*** Extracted information Section Begins ***

/// A route handler for finding the most recent transaction displaying a
/// payee's name.
///
/// Returns JSON `null` when the payee has no transaction history.
pub async fn get_latest_payee_transaction_endpoint(
    State(state): State<PayeeState>,
    Path(payee_id): Path<DatabaseID>,
) -> Result<Response, Error> {
    let connection = match state.db_connection.lock() {
        Ok(connection) => connection,
        Err(error) => {
            tracing::error!("could not acquire database lock: {error}");
            return Err(Error::DatabaseLockError);
        }
    };

    let payee = get_payee(payee_id, &connection)?;
    let latest = get_latest_transaction_by_display_name(&payee.name, &connection)?.map(
        |transaction| LatestTransaction {
            id: transaction.id,
            account_id: transaction.account_id,
            posted_date: transaction.posted_date,
            amount_cents: transaction.amount_cents,
            category_id: transaction.category_id,
        },
    );

    Ok(Json(latest).into_response())
}

/// A route handler for listing the raw payee strings a payee's stored rules
/// match.
pub async fn get_payee_matches_endpoint(
    State(state): State<PayeeState>,
    Path(payee_id): Path<DatabaseID>,
) -> Result<Response, Error> {
    let connection = match state.db_connection.lock() {
        Ok(connection) => connection,
        Err(error) => {
            tracing::error!("could not acquire database lock: {error}");
            return Err(Error::DatabaseLockError);
        }
    };

    let payee = get_payee(payee_id, &connection)?;
    let matches = matching_raw_payees(&payee.match_patterns, &connection)?;

    Ok(Json(matches).into_response())
}

/// A route handler for listing the raw payee strings a proposed rule set
/// would match, without saving anything.
pub async fn preview_payee_matches_endpoint(
    State(state): State<PayeeState>,
    Json(data): Json<PayeeData>,
) -> Result<Response, Error> {
    let connection = match state.db_connection.lock() {
        Ok(connection) => connection,
        Err(error) => {
            tracing::error!("could not acquire database lock: {error}");
            return Err(Error::DatabaseLockError);
        }
    };

    let matches = matching_raw_payees(&data.match_patterns, &connection)?;

    Ok(Json(matches).into_response())
}

#[cfg(test)]
mod endpoint_tests {
    use axum::{
        Json,
        body::to_bytes,
        extract::{FromRef, Path, State},
        http::StatusCode,
        response::{IntoResponse, Response},
    };
    use chrono::NaiveDate;
    use rusqlite::Connection;

    use crate::{
        AppState,
        account::{AccountData, create_account},
        database_id::DatabaseID,
        forecast::{AmountMethod, Frequency, RecurringRule},
        payee::{
            CreatePayeeRequest, LatestTransaction, MatchRule, PayeeData, PayeeState,
            PayeeWithRule, RematchResponse, UpdatePayeeRequest, create_payee_endpoint,
            delete_payee_endpoint, get_latest_payee_transaction_endpoint, get_payee_endpoint,
            preview_payee_matches_endpoint, rematch_payees_endpoint, update_payee_endpoint,
        },
        transaction::{Transaction, create_transaction},
    };

    fn get_test_state() -> (PayeeState, AppState) {
        let connection = Connection::open_in_memory().unwrap();
        let app_state = AppState::new(connection, ":memory:").unwrap();

        (PayeeState::from_ref(&app_state), app_state)
    }

    async fn parse_body<T: serde::de::DeserializeOwned>(response: Response) -> T {
        let body = to_bytes(response.into_body(), usize::MAX).await.unwrap();
        serde_json::from_slice(&body).expect("Could not parse response body")
    }

    fn payee_data(name: &str, match_patterns: Vec<MatchRule>) -> PayeeData {
        PayeeData {
            name: name.to_owned(),
            match_patterns,
            default_category_id: None,
        }
    }

    fn seed_account(app_state: &AppState) -> DatabaseID {
        let connection = app_state.db_connection.lock().unwrap();
        create_account(
            AccountData {
                name: "Checking".to_owned(),
                kind: "checking".to_owned(),
                institution: None,
                display_order: 0,
            },
            &connection,
        )
        .expect("Could not create account")
        .id
    }

    fn seed_transaction(app_state: &AppState, account_id: DatabaseID, payee_raw: &str) {
        let connection = app_state.db_connection.lock().unwrap();
        create_transaction(
            Transaction::build(
                account_id,
                NaiveDate::from_ymd_opt(2025, 6, 1).unwrap(),
                -2350,
            )
            .payee_raw(Some(payee_raw.to_owned())),
            &connection,
        )
        .expect("Could not create transaction");
    }

    fn sample_rule(account_id: DatabaseID) -> RecurringRule {
        RecurringRule {
            account_id,
            frequency: Frequency::Monthly,
            frequency_n: 1,
            day_of_month: 20,
            amount_method: AmountMethod::Fixed,
            fixed_amount_cents: Some(-8900),
            average_count: 3,
            start_date: NaiveDate::from_ymd_opt(2025, 1, 1).unwrap(),
            end_date: None,
            category_id: None,
        }
    }

    #[tokio::test]
    async fn create_returns_payee_with_rule() {
        let (state, app_state) = get_test_state();
        let account_id = seed_account(&app_state);

        let response = create_payee_endpoint(
            State(state),
            Json(CreatePayeeRequest {
                payee: payee_data("Powerco", vec![]),
                recurring_rule: Some(sample_rule(account_id)),
            }),
        )
        .await
        .into_response();

        assert_eq!(StatusCode::CREATED, response.status());
        let created: PayeeWithRule = parse_body(response).await;
        assert_eq!("Powerco", created.payee.name);
        let rule = created.recurring_rule.expect("Expected a recurring rule");
        assert_eq!(rule.account_id, account_id);
        assert_eq!(rule.fixed_amount_cents, Some(-8900));
    }

    #[tokio::test]
    async fn create_duplicate_name_returns_conflict() {
        let (state, _app_state) = get_test_state();
        create_payee_endpoint(
            State(state.clone()),
            Json(CreatePayeeRequest {
                payee: payee_data("Countdown", vec![]),
                recurring_rule: None,
            }),
        )
        .await
        .expect("Could not create payee");

        let response = create_payee_endpoint(
            State(state),
            Json(CreatePayeeRequest {
                payee: payee_data("Countdown", vec![]),
                recurring_rule: None,
            }),
        )
        .await
        .into_response();

        assert_eq!(StatusCode::CONFLICT, response.status());
    }

    #[tokio::test]
    async fn get_missing_payee_returns_not_found() {
        let (state, _app_state) = get_test_state();

        let response = get_payee_endpoint(State(state), Path(999))
            .await
            .into_response();

        assert_eq!(StatusCode::NOT_FOUND, response.status());
    }

    #[tokio::test]
    async fn update_removes_rule_when_flagged() {
        let (state, app_state) = get_test_state();
        let account_id = seed_account(&app_state);
        let response = create_payee_endpoint(
            State(state.clone()),
            Json(CreatePayeeRequest {
                payee: payee_data("Powerco", vec![]),
                recurring_rule: Some(sample_rule(account_id)),
            }),
        )
        .await
        .into_response();
        let created: PayeeWithRule = parse_body(response).await;

        let response = update_payee_endpoint(
            State(state),
            Path(created.payee.id),
            Json(UpdatePayeeRequest {
                payee: payee_data("Powerco", vec![]),
                recurring_rule: None,
                remove_recurring_rule: true,
            }),
        )
        .await
        .into_response();

        assert_eq!(StatusCode::OK, response.status());
        let updated: PayeeWithRule = parse_body(response).await;
        assert_eq!(updated.recurring_rule, None);
    }

    #[tokio::test]
    async fn rematch_returns_updated_count() {
        let (state, app_state) = get_test_state();
        let account_id = seed_account(&app_state);
        seed_transaction(&app_state, account_id, "COUNTDOWN AUCKLAND");
        create_payee_endpoint(
            State(state.clone()),
            Json(CreatePayeeRequest {
                payee: payee_data(
                    "Countdown",
                    vec![MatchRule::Contains {
                        pattern: "countdown".to_owned(),
                    }],
                ),
                recurring_rule: None,
            }),
        )
        .await
        .expect("Could not create payee");

        let response = rematch_payees_endpoint(State(state)).await.into_response();

        assert_eq!(StatusCode::OK, response.status());
        let rematch: RematchResponse = parse_body(response).await;
        assert_eq!(rematch.updated_count, 1);
    }

    #[tokio::test]
    async fn latest_transaction_returns_null_without_history() {
        let (state, _app_state) = get_test_state();
        let response = create_payee_endpoint(
            State(state.clone()),
            Json(CreatePayeeRequest {
                payee: payee_data("Powerco", vec![]),
                recurring_rule: None,
            }),
        )
        .await
        .into_response();
        let created: PayeeWithRule = parse_body(response).await;

        let response =
            get_latest_payee_transaction_endpoint(State(state), Path(created.payee.id))
                .await
                .into_response();

        assert_eq!(StatusCode::OK, response.status());
        let latest: Option<LatestTransaction> = parse_body(response).await;
        assert_eq!(latest, None);
    }

    #[tokio::test]
    async fn preview_matches_lists_matching_raw_payees() {
        let (state, app_state) = get_test_state();
        let account_id = seed_account(&app_state);
        seed_transaction(&app_state, account_id, "Countdown Akl");
        seed_transaction(&app_state, account_id, "bp connect albany");

        let response = preview_payee_matches_endpoint(
            State(state),
            Json(payee_data(
                "Countdown",
                vec![MatchRule::Contains {
                    pattern: "countdown".to_owned(),
                }],
            )),
        )
        .await
        .into_response();

        assert_eq!(StatusCode::OK, response.status());
        let matches: Vec<String> = parse_body(response).await;
        assert_eq!(matches, vec!["Countdown Akl".to_owned()]);
    }

    #[tokio::test]
    async fn delete_returns_no_content() {
        let (state, _app_state) = get_test_state();
        let response = create_payee_endpoint(
            State(state.clone()),
            Json(CreatePayeeRequest {
                payee: payee_data("Doomed", vec![]),
                recurring_rule: None,
            }),
        )
        .await
        .into_response();
        let created: PayeeWithRule = parse_body(response).await;

        let response = delete_payee_endpoint(State(state.clone()), Path(created.payee.id))
            .await
            .into_response();

        assert_eq!(StatusCode::NO_CONTENT, response.status());
        let response = get_payee_endpoint(State(state), Path(created.payee.id))
            .await
            .into_response();
        assert_eq!(StatusCode::NOT_FOUND, response.status());
    }
}
//! Maintains the two-sided invariant for transfer transactions.
//!
//! A transfer is stored as a pair of rows: an outflow (negative amount, in the
//! source account) and an inflow (positive amount, in the destination
//! account), each holding the other's ID in `transfer_link_id`. Every
//! operation here keeps that pairing intact; none of them may leave a dangling
//! half behind.

use chrono::NaiveDate;
use rusqlite::{Connection, params};

use crate::{
    Error,
    account::get_account,
    database_id::{DatabaseID, TransactionID},
    transaction::{
        Transaction, TransactionKind, TransactionSource, UpdateTransaction, create_transaction,
        get_transaction, update_transaction,
    },
};

/// Create a linked transfer pair between two accounts.
///
/// The outflow is inserted first, then the inflow referencing it, then the
/// outflow is back-linked. `amount_cents` may carry either sign; the outflow
/// always stores the negative magnitude and the inflow the positive one.
///
/// Returns the (outflow, inflow) pair with both links set.
///
/// **Note**: Three writes. Callers that need all-or-nothing behaviour should
/// pass in a transaction for `connection`.
///
/// # Errors
/// This function will return a:
/// - [Error::SameTransferAccount] if both sides name the same account,
/// - [Error::MissingDestinationAccount] if the destination account does not exist,
/// - [Error::NotFound] if the source account does not exist,
/// - or [Error::SqlError] if there is some other SQL error.
pub fn create_transfer(
    source_account_id: DatabaseID,
    destination_account_id: DatabaseID,
    posted_date: NaiveDate,
    amount_cents: i64,
    memo: Option<String>,
    source: TransactionSource,
    connection: &Connection,
) -> Result<(Transaction, Transaction), Error> {
    if source_account_id == destination_account_id {
        return Err(Error::SameTransferAccount);
    }

    let destination_account =
        get_account(destination_account_id, connection).map_err(|error| match error {
            Error::NotFound => Error::MissingDestinationAccount,
            error => error,
        })?;
    let source_account = get_account(source_account_id, connection)?;

    let outflow = create_transaction(
        Transaction::build(source_account_id, posted_date, -amount_cents.abs())
            .payee_normalized(Some(format!("Transfer to {}", destination_account.name)))
            .memo(memo.clone())
            .kind(TransactionKind::Transfer)
            .source(source),
        connection,
    )?;

    let inflow = create_transaction(
        Transaction::build(destination_account_id, posted_date, amount_cents.abs())
            .payee_normalized(Some(format!("Transfer from {}", source_account.name)))
            .memo(memo)
            .kind(TransactionKind::Transfer)
            .source(source)
            .transfer_link_id(Some(outflow.id)),
        connection,
    )?;

    connection.execute(
        "UPDATE \"transaction\" SET transfer_link_id = ?1 WHERE id = ?2",
        (inflow.id, outflow.id),
    )?;

    let outflow = get_transaction(outflow.id, connection)?;

    Ok((outflow, inflow))
}

/// Turn an existing non-transfer transaction into one side of a transfer pair
/// without changing its ID.
///
/// The direction is inferred from the existing amount's sign: a negative row
/// becomes the outflow and gets a positive mirror in the destination account,
/// a positive row becomes the inflow and gets a negative mirror. The existing
/// row's category and raw payee are cleared since a transfer has neither; the
/// mirror row is system-sourced.
///
/// Returns the (converted, mirror) pair.
///
/// **Note**: Two writes. Callers that need all-or-nothing behaviour should
/// pass in a transaction for `connection`.
///
/// # Errors
/// This function will return a:
/// - [Error::NotFound] if `transaction_id` does not refer to a real transaction,
/// - [Error::AlreadyATransfer] if the transaction is already half of a pair,
/// - [Error::SameTransferAccount] if the destination is the transaction's own account,
/// - [Error::MissingDestinationAccount] if the destination account does not exist,
/// - or [Error::SqlError] if there is some other SQL error.
pub fn convert_to_transfer(
    transaction_id: TransactionID,
    destination_account_id: DatabaseID,
    connection: &Connection,
) -> Result<(Transaction, Transaction), Error> {
    let existing = get_transaction(transaction_id, connection)?;

    if existing.kind == TransactionKind::Transfer || existing.transfer_link_id.is_some() {
        return Err(Error::AlreadyATransfer);
    }

    if existing.account_id == destination_account_id {
        return Err(Error::SameTransferAccount);
    }

    let destination_account =
        get_account(destination_account_id, connection).map_err(|error| match error {
            Error::NotFound => Error::MissingDestinationAccount,
            error => error,
        })?;
    let source_account = get_account(existing.account_id, connection)?;

    // Negative rows are the outflow half; money moves towards the destination.
    let (label, mirror_label) = if existing.amount_cents <= 0 {
        (
            format!("Transfer to {}", destination_account.name),
            format!("Transfer from {}", source_account.name),
        )
    } else {
        (
            format!("Transfer from {}", destination_account.name),
            format!("Transfer to {}", source_account.name),
        )
    };

    let mirror = create_transaction(
        Transaction::build(
            destination_account_id,
            existing.posted_date,
            -existing.amount_cents,
        )
        .payee_normalized(Some(mirror_label))
        .memo(existing.memo.clone())
        .kind(TransactionKind::Transfer)
        .source(TransactionSource::System)
        .transfer_link_id(Some(existing.id)),
        connection,
    )?;

    connection.execute(
        "UPDATE \"transaction\"
         SET kind = 'transfer', payee_normalized = ?1, payee_raw = NULL, display_name = NULL,
             category_id = NULL, transfer_link_id = ?2
         WHERE id = ?3",
        params![label, mirror.id, existing.id],
    )?;

    let converted = get_transaction(existing.id, connection)?;

    Ok((converted, mirror))
}

/// Apply `data` to one side of a transfer pair, mirroring the shared fields
/// onto the other side.
///
/// The mirrored fields are the amount (as its negation), the posted date and
/// the memo. Category and cleared status are deliberately not mirrored so each
/// side can be reconciled on its own.
///
/// # Errors
/// This function will return a:
/// - [Error::UpdateMissingTransaction] if either side no longer exists,
/// - or [Error::SqlError] if there is some other SQL error.
pub fn update_transfer_pair(
    existing: &Transaction,
    data: UpdateTransaction,
    connection: &Connection,
) -> Result<Transaction, Error> {
    if let Some(linked_id) = existing.transfer_link_id {
        let rows_updated = connection.execute(
            "UPDATE \"transaction\" SET amount_cents = ?1, posted_date = ?2, memo = ?3
             WHERE id = ?4",
            params![-data.amount_cents, data.posted_date, data.memo, linked_id],
        )?;

        if rows_updated == 0 {
            return Err(Error::UpdateMissingTransaction);
        }
    }

    update_transaction(existing.id, data, connection)
}

/// Delete both sides of a transfer pair.
///
/// The link fields are nulled first so neither delete trips over the
/// self-referencing foreign key, then both rows are removed.
///
/// **Note**: Callers that need all-or-nothing behaviour should pass in a
/// transaction for `connection`.
///
/// # Errors
/// Returns an [Error::SqlError] if there is an SQL error.
pub fn delete_transfer_pair(
    first: TransactionID,
    second: TransactionID,
    connection: &Connection,
) -> Result<(), Error> {
    connection.execute(
        "UPDATE \"transaction\" SET transfer_link_id = NULL WHERE id IN (?1, ?2)",
        (first, second),
    )?;

    connection.execute(
        "DELETE FROM \"transaction\" WHERE id IN (?1, ?2)",
        (first, second),
    )?;

    Ok(())
}

/// Null out every transfer link that crosses the boundary of `account_id`, in
/// both directions: links held by the account's own rows, and links in other
/// accounts pointing at the account's rows.
///
/// Run before bulk-deleting the account so no surviving half keeps a link to a
/// deleted row. Returns the number of rows unlinked.
///
/// # Errors
/// Returns an [Error::SqlError] if there is an SQL error.
pub fn unlink_account_transfers(
    account_id: DatabaseID,
    connection: &Connection,
) -> Result<usize, Error> {
    let rows_updated = connection.execute(
        "UPDATE \"transaction\"
         SET transfer_link_id = NULL
         WHERE transfer_link_id IN (SELECT id FROM \"transaction\" WHERE account_id = ?1)
            OR (account_id = ?1 AND transfer_link_id IS NOT NULL)",
        (account_id,),
    )?;

    Ok(rows_updated)
}

// ============================================================================
// TESTS
// ============================================================================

*** Extracted information Section Ends ***

Task details: Look through the lines above and collect those with the word "expect".

Reply to the task:
        serde_json::from_slice(&body).expect("Could not parse response body")
        .expect("Could not create account")
        .expect("Could not create transaction");
        let rule = created.recurring_rule.expect("Expected a recurring rule");
        .expect("Could not create payee");
        .expect("Could not create payee");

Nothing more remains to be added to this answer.